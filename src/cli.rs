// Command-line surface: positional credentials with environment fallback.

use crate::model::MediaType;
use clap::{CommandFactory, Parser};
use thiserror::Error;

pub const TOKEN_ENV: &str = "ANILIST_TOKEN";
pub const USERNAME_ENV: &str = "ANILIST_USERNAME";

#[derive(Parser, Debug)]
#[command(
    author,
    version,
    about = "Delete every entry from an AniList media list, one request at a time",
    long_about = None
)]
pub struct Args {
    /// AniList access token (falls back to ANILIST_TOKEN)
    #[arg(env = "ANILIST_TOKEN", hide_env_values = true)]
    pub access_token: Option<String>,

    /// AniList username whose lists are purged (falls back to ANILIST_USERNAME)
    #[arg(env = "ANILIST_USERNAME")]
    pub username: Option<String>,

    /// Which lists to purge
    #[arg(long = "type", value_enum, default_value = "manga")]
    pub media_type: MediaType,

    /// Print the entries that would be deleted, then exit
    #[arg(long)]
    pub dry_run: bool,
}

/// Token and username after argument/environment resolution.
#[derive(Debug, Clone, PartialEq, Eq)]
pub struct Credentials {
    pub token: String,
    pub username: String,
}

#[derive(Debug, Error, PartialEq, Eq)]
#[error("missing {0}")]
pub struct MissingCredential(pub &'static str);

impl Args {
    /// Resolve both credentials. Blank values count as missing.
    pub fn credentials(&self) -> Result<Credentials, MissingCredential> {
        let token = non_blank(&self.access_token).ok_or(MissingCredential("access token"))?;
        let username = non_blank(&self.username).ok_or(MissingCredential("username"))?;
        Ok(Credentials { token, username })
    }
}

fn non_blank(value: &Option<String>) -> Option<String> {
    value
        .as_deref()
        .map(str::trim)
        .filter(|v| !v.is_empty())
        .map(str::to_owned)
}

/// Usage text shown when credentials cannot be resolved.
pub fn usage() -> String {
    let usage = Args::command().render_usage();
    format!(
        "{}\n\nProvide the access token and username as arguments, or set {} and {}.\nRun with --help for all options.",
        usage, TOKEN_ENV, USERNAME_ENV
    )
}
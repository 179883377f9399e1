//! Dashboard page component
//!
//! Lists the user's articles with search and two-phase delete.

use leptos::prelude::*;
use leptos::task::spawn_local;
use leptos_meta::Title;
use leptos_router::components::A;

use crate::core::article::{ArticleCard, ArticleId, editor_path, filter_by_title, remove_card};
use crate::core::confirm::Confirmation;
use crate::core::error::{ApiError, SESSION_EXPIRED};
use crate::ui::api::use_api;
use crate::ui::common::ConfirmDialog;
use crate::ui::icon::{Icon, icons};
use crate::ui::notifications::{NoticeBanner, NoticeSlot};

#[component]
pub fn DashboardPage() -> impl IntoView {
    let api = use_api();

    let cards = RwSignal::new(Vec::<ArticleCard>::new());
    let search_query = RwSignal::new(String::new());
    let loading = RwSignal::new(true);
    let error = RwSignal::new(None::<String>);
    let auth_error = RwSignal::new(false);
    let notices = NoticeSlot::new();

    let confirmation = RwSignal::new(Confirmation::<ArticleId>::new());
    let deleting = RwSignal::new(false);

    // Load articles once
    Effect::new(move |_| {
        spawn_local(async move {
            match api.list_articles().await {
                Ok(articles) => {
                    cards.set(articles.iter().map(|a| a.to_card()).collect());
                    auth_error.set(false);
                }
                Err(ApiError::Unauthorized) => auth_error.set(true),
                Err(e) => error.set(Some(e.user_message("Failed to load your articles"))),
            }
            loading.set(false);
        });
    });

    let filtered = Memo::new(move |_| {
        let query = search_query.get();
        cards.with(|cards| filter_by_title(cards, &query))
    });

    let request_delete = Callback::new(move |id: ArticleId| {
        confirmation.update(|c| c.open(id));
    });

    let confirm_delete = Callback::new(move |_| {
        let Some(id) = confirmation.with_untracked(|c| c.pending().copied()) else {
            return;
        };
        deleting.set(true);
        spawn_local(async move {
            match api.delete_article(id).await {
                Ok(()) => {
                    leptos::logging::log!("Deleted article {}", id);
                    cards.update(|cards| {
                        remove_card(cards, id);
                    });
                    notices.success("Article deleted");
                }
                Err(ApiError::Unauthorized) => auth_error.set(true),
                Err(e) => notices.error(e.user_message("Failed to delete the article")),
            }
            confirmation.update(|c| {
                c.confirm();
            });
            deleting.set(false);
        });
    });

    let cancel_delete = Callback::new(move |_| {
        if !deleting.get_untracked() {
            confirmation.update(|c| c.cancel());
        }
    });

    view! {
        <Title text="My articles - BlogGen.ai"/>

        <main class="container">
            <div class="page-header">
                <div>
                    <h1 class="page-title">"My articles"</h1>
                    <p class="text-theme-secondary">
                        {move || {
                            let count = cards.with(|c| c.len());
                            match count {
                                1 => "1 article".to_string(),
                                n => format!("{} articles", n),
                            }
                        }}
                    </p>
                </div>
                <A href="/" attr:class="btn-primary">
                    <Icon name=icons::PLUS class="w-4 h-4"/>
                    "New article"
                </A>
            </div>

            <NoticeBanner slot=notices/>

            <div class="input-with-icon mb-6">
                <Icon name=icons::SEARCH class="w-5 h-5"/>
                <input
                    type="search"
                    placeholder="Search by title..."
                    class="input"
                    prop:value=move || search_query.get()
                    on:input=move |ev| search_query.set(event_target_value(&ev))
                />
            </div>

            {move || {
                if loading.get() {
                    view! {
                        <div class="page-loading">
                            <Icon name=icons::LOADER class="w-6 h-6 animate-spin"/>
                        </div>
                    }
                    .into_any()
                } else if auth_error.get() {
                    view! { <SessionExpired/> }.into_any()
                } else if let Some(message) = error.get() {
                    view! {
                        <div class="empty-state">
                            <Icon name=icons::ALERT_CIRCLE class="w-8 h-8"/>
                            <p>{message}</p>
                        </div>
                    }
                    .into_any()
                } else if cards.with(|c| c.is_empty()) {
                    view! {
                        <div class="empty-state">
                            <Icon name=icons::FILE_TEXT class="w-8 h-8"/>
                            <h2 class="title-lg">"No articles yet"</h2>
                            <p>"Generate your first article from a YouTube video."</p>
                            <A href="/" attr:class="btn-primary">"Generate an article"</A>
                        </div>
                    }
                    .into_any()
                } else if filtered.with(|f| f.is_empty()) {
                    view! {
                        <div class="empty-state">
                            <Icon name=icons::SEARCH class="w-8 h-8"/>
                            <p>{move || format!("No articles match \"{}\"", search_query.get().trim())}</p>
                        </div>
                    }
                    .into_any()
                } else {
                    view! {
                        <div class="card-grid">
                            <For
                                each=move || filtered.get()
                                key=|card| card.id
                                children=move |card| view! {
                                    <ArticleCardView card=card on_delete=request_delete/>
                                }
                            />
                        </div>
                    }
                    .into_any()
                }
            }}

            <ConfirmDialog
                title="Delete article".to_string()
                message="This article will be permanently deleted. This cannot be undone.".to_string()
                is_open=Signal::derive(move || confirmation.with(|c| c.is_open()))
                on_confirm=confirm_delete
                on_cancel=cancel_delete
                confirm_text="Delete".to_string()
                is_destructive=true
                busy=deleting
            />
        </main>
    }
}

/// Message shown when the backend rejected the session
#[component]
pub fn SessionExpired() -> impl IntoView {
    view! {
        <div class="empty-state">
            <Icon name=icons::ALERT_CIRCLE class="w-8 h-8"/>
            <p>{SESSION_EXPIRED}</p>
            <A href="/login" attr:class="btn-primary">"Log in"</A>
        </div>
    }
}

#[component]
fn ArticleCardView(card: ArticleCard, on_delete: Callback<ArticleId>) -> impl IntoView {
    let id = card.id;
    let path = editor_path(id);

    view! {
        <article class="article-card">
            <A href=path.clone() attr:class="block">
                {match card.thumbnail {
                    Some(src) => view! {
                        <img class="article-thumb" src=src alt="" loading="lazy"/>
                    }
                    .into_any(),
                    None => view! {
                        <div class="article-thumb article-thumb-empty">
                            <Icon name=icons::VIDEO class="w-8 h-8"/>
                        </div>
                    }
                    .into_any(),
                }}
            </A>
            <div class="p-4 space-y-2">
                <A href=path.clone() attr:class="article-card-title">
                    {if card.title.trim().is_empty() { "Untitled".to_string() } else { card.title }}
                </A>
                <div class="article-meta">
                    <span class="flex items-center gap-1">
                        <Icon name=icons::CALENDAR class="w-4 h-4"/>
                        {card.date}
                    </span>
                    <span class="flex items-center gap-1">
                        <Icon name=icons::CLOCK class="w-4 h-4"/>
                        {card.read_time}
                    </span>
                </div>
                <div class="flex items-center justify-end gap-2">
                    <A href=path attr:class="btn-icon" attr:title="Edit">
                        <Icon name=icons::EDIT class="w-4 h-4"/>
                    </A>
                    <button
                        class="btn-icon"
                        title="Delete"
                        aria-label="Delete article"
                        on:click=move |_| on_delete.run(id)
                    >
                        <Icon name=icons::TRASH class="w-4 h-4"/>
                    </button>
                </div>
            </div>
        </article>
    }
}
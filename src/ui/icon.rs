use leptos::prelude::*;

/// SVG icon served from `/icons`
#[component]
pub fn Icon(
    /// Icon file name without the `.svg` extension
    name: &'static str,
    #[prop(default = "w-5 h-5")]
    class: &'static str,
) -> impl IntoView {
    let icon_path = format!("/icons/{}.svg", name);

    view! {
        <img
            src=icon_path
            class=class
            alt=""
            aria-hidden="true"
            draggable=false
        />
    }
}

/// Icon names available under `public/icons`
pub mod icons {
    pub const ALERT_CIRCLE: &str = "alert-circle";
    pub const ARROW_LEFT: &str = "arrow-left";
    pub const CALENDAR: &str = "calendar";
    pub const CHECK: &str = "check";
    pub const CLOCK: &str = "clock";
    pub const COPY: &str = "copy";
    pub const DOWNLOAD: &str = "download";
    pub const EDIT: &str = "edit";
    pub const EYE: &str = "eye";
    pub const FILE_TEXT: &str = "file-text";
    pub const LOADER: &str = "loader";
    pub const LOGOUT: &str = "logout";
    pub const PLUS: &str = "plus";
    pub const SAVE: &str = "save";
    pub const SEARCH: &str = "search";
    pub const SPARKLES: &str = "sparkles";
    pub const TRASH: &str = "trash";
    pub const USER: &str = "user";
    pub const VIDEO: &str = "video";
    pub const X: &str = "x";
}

Problem:
Using the listing above, show each line holding the string "prop".

Task result:
                    prop:value=move || search_query.get()
    #[prop(default = "w-5 h-5")]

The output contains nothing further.